We did go through a rough patch that lasted one year. I was distraught over it. He completely devastated me in my expectations. He threw me to the wolves. Underappreciated what I brought. It made me very bitter. It took an entire year before we spoke about i,t and it probably took another few months before I was comfortable with him again. And I’ll be honest, he really worked at it. I have always been forgiving of some of the crap he put me through. Because I always did what I asked of him and could handle the workload, J would sometimes ask me to go way beyond my scope. He never said he was sorry. He never had any remorse until that rough patch. Then he made an honest effort to fix some of his mistakes.
However, it wasn’t until we went to different stores that J realized how much he appreciated me. Especially when I was willing to go to his store on my day off to help him, he was humbled. I was humbled, especially when he apologized to me. I forgave him without question because that’s what I do. Strangely enough, I have only ever done it for him. Usually, when I’m very angry, I refuse to forgive.
After one such occasion of visiting his store, he called me to ask me how I was holding up (a new store manager had arrived at my building had he had a reputation of being a huge ass). I was floored. He was checking up on me. I, legitimately, couldn’t believe he was checking up on me. To this day, I still can’t believe it. And that’s when the phone calls started—almost every day. We would talk about life, work, music, etc. It was fantastic because we had each other to vent to. It changed the dynamic. Now we were bonded.
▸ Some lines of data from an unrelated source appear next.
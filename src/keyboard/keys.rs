//! Logical keys: the 40 physical keys of the Spectrum keyboard.
//!
//! Each key sits on one half-row of the matrix and owns one bit of
//! that row. The table below is the wiring used by the ULA port read:
//!
//! ```text
//! row 0: CAPS SHIFT  Z  X  C  V      row 4: 0  9  8  7  6
//! row 1: A           S  D  F  G      row 5: P  O  I  U  Y
//! row 2: Q           W  E  R  T      row 6: ENTER L K J H
//! row 3: 1           2  3  4  5      row 7: SPACE SYM M N B
//! ```

/// A physical Spectrum key.
#[derive(Debug, Clone, Copy, PartialEq, Eq, Hash, PartialOrd, Ord)]
#[allow(missing_docs)]
pub enum LogicalKey {
    Num1,
    Num2,
    Num3,
    Num4,
    Num5,
    Num6,
    Num7,
    Num8,
    Num9,
    Num0,

    Q,
    W,
    E,
    R,
    T,
    Y,
    U,
    I,
    O,
    P,

    A,
    S,
    D,
    F,
    G,
    H,
    J,
    K,
    L,
    Enter,

    CapsShift,
    Z,
    X,
    C,
    V,
    B,
    N,
    M,
    SymbolShift,
    Space,
}

/// Position of a key in the matrix.
#[derive(Debug, Clone, Copy, PartialEq, Eq)]
pub struct KeyCell {
    /// Matrix row (0-7).
    pub row: usize,
    /// Single-bit mask within the row.
    pub mask: u8,
}

impl KeyCell {
    const fn new(row: usize, mask: u8) -> Self {
        Self { row, mask }
    }
}

/// Wiring of every logical key.
pub const KEY_TABLE: [(LogicalKey, KeyCell); 40] = {
    use LogicalKey as L;
    [
        (L::Num1, KeyCell::new(3, 0x01)),
        (L::Num2, KeyCell::new(3, 0x02)),
        (L::Num3, KeyCell::new(3, 0x04)),
        (L::Num4, KeyCell::new(3, 0x08)),
        (L::Num5, KeyCell::new(3, 0x10)),
        (L::Num6, KeyCell::new(4, 0x10)),
        (L::Num7, KeyCell::new(4, 0x08)),
        (L::Num8, KeyCell::new(4, 0x04)),
        (L::Num9, KeyCell::new(4, 0x02)),
        (L::Num0, KeyCell::new(4, 0x01)),
        (L::Q, KeyCell::new(2, 0x01)),
        (L::W, KeyCell::new(2, 0x02)),
        (L::E, KeyCell::new(2, 0x04)),
        (L::R, KeyCell::new(2, 0x08)),
        (L::T, KeyCell::new(2, 0x10)),
        (L::Y, KeyCell::new(5, 0x10)),
        (L::U, KeyCell::new(5, 0x08)),
        (L::I, KeyCell::new(5, 0x04)),
        (L::O, KeyCell::new(5, 0x02)),
        (L::P, KeyCell::new(5, 0x01)),
        (L::A, KeyCell::new(1, 0x01)),
        (L::S, KeyCell::new(1, 0x02)),
        (L::D, KeyCell::new(1, 0x04)),
        (L::F, KeyCell::new(1, 0x08)),
        (L::G, KeyCell::new(1, 0x10)),
        (L::H, KeyCell::new(6, 0x10)),
        (L::J, KeyCell::new(6, 0x08)),
        (L::K, KeyCell::new(6, 0x04)),
        (L::L, KeyCell::new(6, 0x02)),
        (L::Enter, KeyCell::new(6, 0x01)),
        (L::CapsShift, KeyCell::new(0, 0x01)),
        (L::Z, KeyCell::new(0, 0x02)),
        (L::X, KeyCell::new(0, 0x04)),
        (L::C, KeyCell::new(0, 0x08)),
        (L::V, KeyCell::new(0, 0x10)),
        (L::B, KeyCell::new(7, 0x10)),
        (L::N, KeyCell::new(7, 0x08)),
        (L::M, KeyCell::new(7, 0x04)),
        (L::SymbolShift, KeyCell::new(7, 0x02)),
        (L::Space, KeyCell::new(7, 0x01)),
    ]
};

impl LogicalKey {
    /// All keys in table order.
    pub fn all() -> impl Iterator<Item = Self> {
        KEY_TABLE.iter().map(|(key, _)| *key)
    }

    /// Matrix position of this key, if it is wired.
    pub fn cell(self) -> Option<KeyCell> {
        KEY_TABLE
            .iter()
            .find(|(key, _)| *key == self)
            .map(|(_, cell)| *cell)
    }
}

#[cfg(test)]
mod tests {
    use super::*;
    use std::collections::HashSet;

    #[test]
    fn test_every_cell_is_a_single_bit() {
        for (key, cell) in KEY_TABLE {
            assert_eq!(cell.mask.count_ones(), 1, "{key:?}");
            assert!(cell.row < 8, "{key:?}");
        }
    }

    #[test]
    fn test_cells_are_distinct() {
        let cells: HashSet<(usize, u8)> = KEY_TABLE.iter().map(|(_, c)| (c.row, c.mask)).collect();
        assert_eq!(cells.len(), 40);
    }

    #[test]
    fn test_cell_lookup() {
        assert_eq!(LogicalKey::J.cell(), Some(KeyCell { row: 6, mask: 0x08 }));
        assert_eq!(LogicalKey::CapsShift.cell(), Some(KeyCell { row: 0, mask: 0x01 }));
    }
}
I ended up stepping down, and I demanded to be in J’s store. My district manager gave in because he wanted to keep me in the company. We don’t get to talk on the phone as much, but it still happens. We do text occasionally, although J texts everyone because it’s his perferred method of communication to his team, but we also do it socially. To this day, my friends think it’s the strangest relationship ever (I’ve never mentioned – and I really should – that he’s married and has kids and would NEVER leave them or cheat). I know he might be emotionally or mentally cheating, but I also know that us talking has probably helped him so much. He carries a huge amount of stress with him, and he gets to blow off steam when we chat. I’m glad that I am an outlet for him and I believe it has probably helped.